• _TASK OBJECTIVE_
Copy, from the data below, every line that has "AsciiSet" in it.

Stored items
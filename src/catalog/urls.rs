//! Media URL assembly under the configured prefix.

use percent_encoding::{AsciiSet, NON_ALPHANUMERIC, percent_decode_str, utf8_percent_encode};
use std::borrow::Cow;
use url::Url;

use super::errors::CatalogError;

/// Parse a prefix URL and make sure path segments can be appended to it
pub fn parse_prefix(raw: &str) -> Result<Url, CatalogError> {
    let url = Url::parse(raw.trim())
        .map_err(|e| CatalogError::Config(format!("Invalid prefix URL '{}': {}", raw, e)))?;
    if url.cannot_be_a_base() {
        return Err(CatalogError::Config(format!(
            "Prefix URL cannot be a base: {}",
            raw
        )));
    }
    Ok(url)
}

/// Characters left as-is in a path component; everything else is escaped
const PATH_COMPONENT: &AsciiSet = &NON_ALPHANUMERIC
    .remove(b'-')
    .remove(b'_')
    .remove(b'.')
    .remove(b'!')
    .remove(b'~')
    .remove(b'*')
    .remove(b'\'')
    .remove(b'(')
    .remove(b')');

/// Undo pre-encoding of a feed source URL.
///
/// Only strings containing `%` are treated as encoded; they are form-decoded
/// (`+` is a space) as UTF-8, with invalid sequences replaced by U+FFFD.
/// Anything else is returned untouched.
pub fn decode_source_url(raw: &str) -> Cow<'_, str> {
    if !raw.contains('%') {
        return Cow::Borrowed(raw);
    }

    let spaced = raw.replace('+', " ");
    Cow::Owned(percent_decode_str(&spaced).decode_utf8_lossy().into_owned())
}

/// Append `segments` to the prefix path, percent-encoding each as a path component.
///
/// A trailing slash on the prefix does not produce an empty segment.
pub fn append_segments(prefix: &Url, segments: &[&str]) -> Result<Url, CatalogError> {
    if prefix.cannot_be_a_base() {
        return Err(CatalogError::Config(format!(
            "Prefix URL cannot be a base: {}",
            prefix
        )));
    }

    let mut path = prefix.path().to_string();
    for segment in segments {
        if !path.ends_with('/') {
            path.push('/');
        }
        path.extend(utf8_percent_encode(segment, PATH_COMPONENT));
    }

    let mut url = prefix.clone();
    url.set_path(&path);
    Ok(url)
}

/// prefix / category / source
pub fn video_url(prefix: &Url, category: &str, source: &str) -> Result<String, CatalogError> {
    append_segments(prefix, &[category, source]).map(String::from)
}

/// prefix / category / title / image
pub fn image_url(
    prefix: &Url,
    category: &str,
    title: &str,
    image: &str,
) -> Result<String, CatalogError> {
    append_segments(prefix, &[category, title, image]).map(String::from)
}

• _WRITTEN RESPONSE_
use percent_encoding::{AsciiSet, NON_ALPHANUMERIC, percent_decode_str, utf8_percent_encode};
const PATH_COMPONENT: &AsciiSet = &NON_ALPHANUMERIC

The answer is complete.